The inkjet printing method according to any one of claims 1 to 3, wherein the ink is attached to the fiber structure in a range of from 1 mg / cm ² to 4. 11. The inkjet printing method according to claim 1, wherein a high temperature steaming method or a thermosol method is applied in the step of heating and coloring the image and / or the pattern. 12. The inkjet printing method according to claim 1, further comprising a step of cleaning the fiber structure. 13. A printed article obtained by printing a fiber structure by an inkjet method, wherein the first ink containing a bleeding preventive agent records the edge of the image and the adjacent boundary portion of different hues, and the edged image is recorded.
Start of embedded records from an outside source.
use addrsift::config;
use addrsift::dedup::{run_wallets, DedupReport, WalletsConfig};
use addrsift::extract::{run_tokens, ExtractReport, TokensConfig};
use addrsift::merge::{run_merge, MergeConfig, MergeReport};
use addrsift::prompt::StdinPrompt;
use addrsift::sources::Removal;
use anyhow::Result;
use clap::{Args, Parser, Subcommand};
use std::path::{Path, PathBuf};
use std::process::ExitCode;
use std::time::Instant;
use tracing::{error, info, Level};
use tracing_subscriber::FmtSubscriber;

#[global_allocator]
static GLOBAL: mimalloc::MiMalloc = mimalloc::MiMalloc;

#[derive(Parser)]
#[command(name = "addrsift")]
#[command(about = "Extract, deduplicate and merge address columns from CSV exports")]
struct Cli {
    /// Verbosity level (-v, -vv, -vvv)
    #[arg(short, long, action = clap::ArgAction::Count, global = true)]
    verbose: u8,

    /// Directory containing the tokens/, wallets/ and merge/ input folders
    #[arg(long, default_value = ".", global = true)]
    base_dir: PathBuf,

    #[command(subcommand)]
    command: Commands,
}

#[derive(Subcommand)]
enum Commands {
    /// Extract the address column of the designated token export
    Tokens(TokensArgs),
    /// Extract and deduplicate addresses across every wallet export
    Wallets(WalletsArgs),
    /// Merge every CSV file under a single header
    Merge(MergeArgs),
}

#[derive(Args)]
struct TokensArgs {
    /// Input directory (defaults to <base-dir>/tokens)
    #[arg(short, long)]
    dir: Option<PathBuf>,

    /// Export file inside the input directory
    #[arg(short, long, default_value = config::TOKENS_FILE)]
    file: String,

    /// Column holding the addresses
    #[arg(short, long, default_value = config::TOKEN_COLUMN)]
    column: String,

    /// Output file name; prompts when omitted
    #[arg(short, long)]
    output: Option<String>,

    /// Extract and report only, write nothing
    #[arg(long)]
    dry_run: bool,
}

#[derive(Args)]
struct WalletsArgs {
    /// Input directory (defaults to <base-dir>/wallets)
    #[arg(short, long)]
    dir: Option<PathBuf>,

    /// Column holding the addresses
    #[arg(short, long, default_value = config::WALLET_COLUMN)]
    column: String,

    /// Output file name; prompts when omitted
    #[arg(short, long)]
    output: Option<String>,

    /// Maximum addresses per output file
    #[arg(long, default_value_t = config::CHUNK_SIZE)]
    chunk_size: usize,

    /// Do not delete input files after writing
    #[arg(long)]
    keep_inputs: bool,

    /// Extract and report only, write and delete nothing
    #[arg(long)]
    dry_run: bool,
}

#[derive(Args)]
struct MergeArgs {
    /// Input directory (defaults to <base-dir>/merge)
    #[arg(short, long)]
    dir: Option<PathBuf>,

    /// Output file name; prompts when omitted
    #[arg(short, long)]
    output: Option<String>,

    /// Do not delete input files after writing
    #[arg(long)]
    keep_inputs: bool,

    /// Merge and report only, write and delete nothing
    #[arg(long)]
    dry_run: bool,
}

fn resolve_dir(base_dir: &Path, dir: Option<PathBuf>, default: &str) -> PathBuf {
    dir.unwrap_or_else(|| base_dir.join(default))
}

fn print_removal(removal: Removal) {
    if removal.removed > 0 || removal.failed > 0 {
        println!("Inputs removed:     {}", removal.removed);
    }
    if removal.failed > 0 {
        println!("Removal failures:   {}", removal.failed);
    }
}

fn print_tokens_summary(report: &ExtractReport) {
    println!();
    println!("=== Summary ===");
    println!("Addresses:          {}", report.values);
    if report.skipped_lines > 0 {
        println!("Skipped lines:      {}", report.skipped_lines);
    }
    if report.unbalanced_lines > 0 {
        println!("Unbalanced quotes:  {}", report.unbalanced_lines);
    }
    if let Some(ref output) = report.output {
        println!("Written to:         {}", output.display());
    }
}

fn print_wallets_summary(report: &DedupReport) {
    println!();
    println!("=== Summary ===");
    println!("Files read:         {}", report.files);
    println!("Addresses seen:     {}", report.total);
    println!("Unique addresses:   {}", report.unique);
    println!("Duplicates dropped: {}", report.duplicates);
    if report.skipped_lines > 0 {
        println!("Skipped lines:      {}", report.skipped_lines);
    }
    if report.unbalanced_lines > 0 {
        println!("Unbalanced quotes:  {}", report.unbalanced_lines);
    }
    for output in &report.outputs {
        println!("Written to:         {}", output.display());
    }
    print_removal(report.removal);
}

fn print_merge_summary(report: &MergeReport) {
    println!();
    println!("=== Summary ===");
    println!("Files read:         {}", report.files - report.unreadable);
    if report.unreadable > 0 {
        println!("Unreadable files:   {}", report.unreadable);
    }
    println!("Data rows:          {}", report.data_lines);
    if let Some(ref output) = report.output {
        println!("Written to:         {}", output.display());
    }
    print_removal(report.removal);
}

fn run_tokens_cmd(base_dir: &Path, args: TokensArgs) -> Result<()> {
    let config = TokensConfig {
        input_dir: resolve_dir(base_dir, args.dir, config::TOKENS_DIR),
        file_name: args.file,
        column: args.column,
        default_output: config::DEFAULT_TOKENS_OUTPUT.to_string(),
        output_name: args.output,
        dry_run: args.dry_run,
    };
    let report = run_tokens(&config, &mut StdinPrompt)?;
    print_tokens_summary(&report);
    Ok(())
}

fn run_wallets_cmd(base_dir: &Path, args: WalletsArgs) -> Result<()> {
    let config = WalletsConfig {
        input_dir: resolve_dir(base_dir, args.dir, config::WALLETS_DIR),
        column: args.column,
        default_output: config::DEFAULT_WALLETS_OUTPUT.to_string(),
        output_name: args.output,
        chunk_size: args.chunk_size,
        keep_inputs: args.keep_inputs,
        dry_run: args.dry_run,
    };
    let report = run_wallets(&config, &mut StdinPrompt)?;
    print_wallets_summary(&report);
    Ok(())
}

fn run_merge_cmd(base_dir: &Path, args: MergeArgs) -> Result<()> {
    let config = MergeConfig {
        input_dir: resolve_dir(base_dir, args.dir, config::MERGE_DIR),
        default_output: config::DEFAULT_MERGE_OUTPUT.to_string(),
        output_name: args.output,
        keep_inputs: args.keep_inputs,
        dry_run: args.dry_run,
    };
    let report = run_merge(&config, &mut StdinPrompt)?;
    print_merge_summary(&report);
    Ok(())
}

fn main() -> ExitCode {
    let cli = Cli::parse();

    let level = match cli.verbose {
        0 => Level::WARN,
        1 => Level::INFO,
        2 => Level::DEBUG,
        _ => Level::TRACE,
    };

    let subscriber = FmtSubscriber::builder()
        .with_max_level(level)
        .with_target(false)
        .finish();

    tracing::subscriber::set_global_default(subscriber).expect("Failed to set tracing subscriber");

    let start = Instant::now();
    let result = match cli.command {
        Commands::Tokens(args) => run_tokens_cmd(&cli.base_dir, args),
        Commands::Wallets(args) => run_wallets_cmd(&cli.base_dir, args),
        Commands::Merge(args) => run_merge_cmd(&cli.base_dir, args),
    };

    match result {
        Ok(()) => {
            info!(
                duration_secs = start.elapsed().as_secs_f64(),
                "Completed successfully"
            );
            ExitCode::SUCCESS
        }
        Err(e) => {
            error!("Error: {:#}", e);
            eprintln!("Error: {:#}", e);
            ExitCode::FAILURE
        }
    }
}
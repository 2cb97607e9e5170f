use crate::tokenizer;
use anyhow::{bail, Context, Result};
use std::fs;
use std::path::Path;
use tracing::{debug, warn};

/// Values pulled from one column of one CSV document
#[derive(Debug, Default)]
pub struct ColumnExtraction {
    pub column_index: usize,
    pub values: Vec<String>,
    /// Data lines dropped because they could not be decoded
    pub skipped_lines: usize,
    /// Data lines kept despite an unmatched quote
    pub unbalanced_lines: usize,
}

/// Locates `column` in a header line.
///
/// The header is split on every comma regardless of quoting; cells are trimmed
/// (byte order mark included) before comparing.
pub fn header_index(header: &str, column: &str) -> Option<usize> {
    header.split(',').position(|cell| {
        cell.trim_matches(|c: char| c.is_whitespace() || c == '\u{feff}') == column
    })
}

/// Extracts every non-empty value of `column` from raw CSV content.
pub fn extract_column(content: &[u8], column: &str) -> Result<ColumnExtraction> {
    let mut lines = content.split(|&b| b == b'\n');

    let header = lines.next().unwrap_or_default();
    let header = std::str::from_utf8(header).context("Header line is not valid UTF-8")?;
    let Some(column_index) = header_index(header, column) else {
        bail!("Column '{}' not found in header", column);
    };

    let mut extraction = ColumnExtraction {
        column_index,
        ..Default::default()
    };

    for (offset, raw) in lines.enumerate() {
        let line_no = offset + 2;
        let line = match std::str::from_utf8(raw) {
            Ok(line) => line.trim(),
            Err(e) => {
                warn!(line = line_no, error = %e, "Skipping undecodable line");
                extraction.skipped_lines += 1;
                continue;
            }
        };
        if line.is_empty() {
            continue;
        }

        let mut scan = tokenizer::fields(line);
        let raw_value = scan.by_ref().nth(column_index);
        if !scan.finish() {
            warn!(line = line_no, "Unbalanced quotes, remainder of line read as one field");
            extraction.unbalanced_lines += 1;
        }

        if let Some(value) = raw_value.as_deref().and_then(tokenizer::clean_value) {
            extraction.values.push(value);
        }
    }

    debug!(
        column,
        index = column_index,
        values = extraction.values.len(),
        "Column extracted"
    );
    Ok(extraction)
}

/// Reads `path` and extracts `column` from it.
pub fn extract_column_from_file(path: &Path, column: &str) -> Result<ColumnExtraction> {
    let content =
        fs::read(path).with_context(|| format!("Failed to read: {}", path.display()))?;
    extract_column(&content, column)
        .with_context(|| format!("Failed to extract '{}' from: {}", column, path.display()))
}

#[cfg(test)]
mod tests {
    use super::*;

    #[test]
    fn header_index_trims_cells() {
        assert_eq!(header_index("id, token_address ,name", "token_address"), Some(1));
        assert_eq!(header_index("\u{feff}token_address,id", "token_address"), Some(0));
        assert_eq!(header_index("id,name", "token_address"), None);
    }

    #[test]
    fn header_split_ignores_quotes() {
        // naive split: the quoted comma still separates header cells
        assert_eq!(header_index(r#""a,b",token_address"#, "token_address"), Some(2));
    }

    #[test]
    fn extracts_quoted_and_plain_values() -> Result<()> {
        let content = b"id,token_address\n1,\"0xABC\"\n2,0xDEF\n";
        let extraction = extract_column(content, "token_address")?;
        assert_eq!(extraction.values, vec!["0xABC", "0xDEF"]);
        assert_eq!(extraction.column_index, 1);
        Ok(())
    }

    #[test]
    fn skips_blank_and_short_lines() -> Result<()> {
        let content = b"id,addr\r\n1,0x1\r\n   \r\n2\r\n3,\r\n4,0x4";
        let extraction = extract_column(content, "addr")?;
        assert_eq!(extraction.values, vec!["0x1", "0x4"]);
        Ok(())
    }

    #[test]
    fn missing_column_is_an_error() {
        let err = extract_column(b"id,name\n1,x", "addr").unwrap_err();
        assert!(err.to_string().contains("addr"));
    }

    #[test]
    fn empty_content_is_missing_column() {
        assert!(extract_column(b"", "addr").is_err());
    }

    #[test]
    fn undecodable_line_is_skipped() -> Result<()> {
        let mut content = b"id,addr\n1,0x1\n2,".to_vec();
        content.extend_from_slice(&[0xff, 0xfe]);
        content.extend_from_slice(b"\n3,0x3");
        let extraction = extract_column(&content, "addr")?;
        assert_eq!(extraction.values, vec!["0x1", "0x3"]);
        assert_eq!(extraction.skipped_lines, 1);
        Ok(())
    }

    #[test]
    fn unbalanced_line_is_kept_and_counted() -> Result<()> {
        let content = b"id,addr,note\n1,\"0x1,tail\n2,0x2,ok";
        let extraction = extract_column(content, "addr")?;
        assert_eq!(extraction.values, vec!["0x1,tail", "0x2"]);
        assert_eq!(extraction.unbalanced_lines, 1);
        Ok(())
    }
}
A pattern of a different hue is recorded with a second colored ink, with the inside and the boundary part as a boundary,
A printed article, characterized in that the image and pattern are developed by heating. 14. A print obtained by printing a fiber structure by an ink jet method, wherein the first frame containing an anti-bleeding agent records the frame of an image, and the inside of the framed image is printed with a second colored ink. And a color image formed by heating the image. 15. A printed article obtained by printing a fiber structure by an inkjet method, wherein a boundary portion of different hues adjacent to each other is recorded with a first ink containing a bleeding preventive agent, and the boundary portion is a different boundary. A printed material, wherein a hue pattern is recorded with a second colored ink, and the pattern is heated to develop color.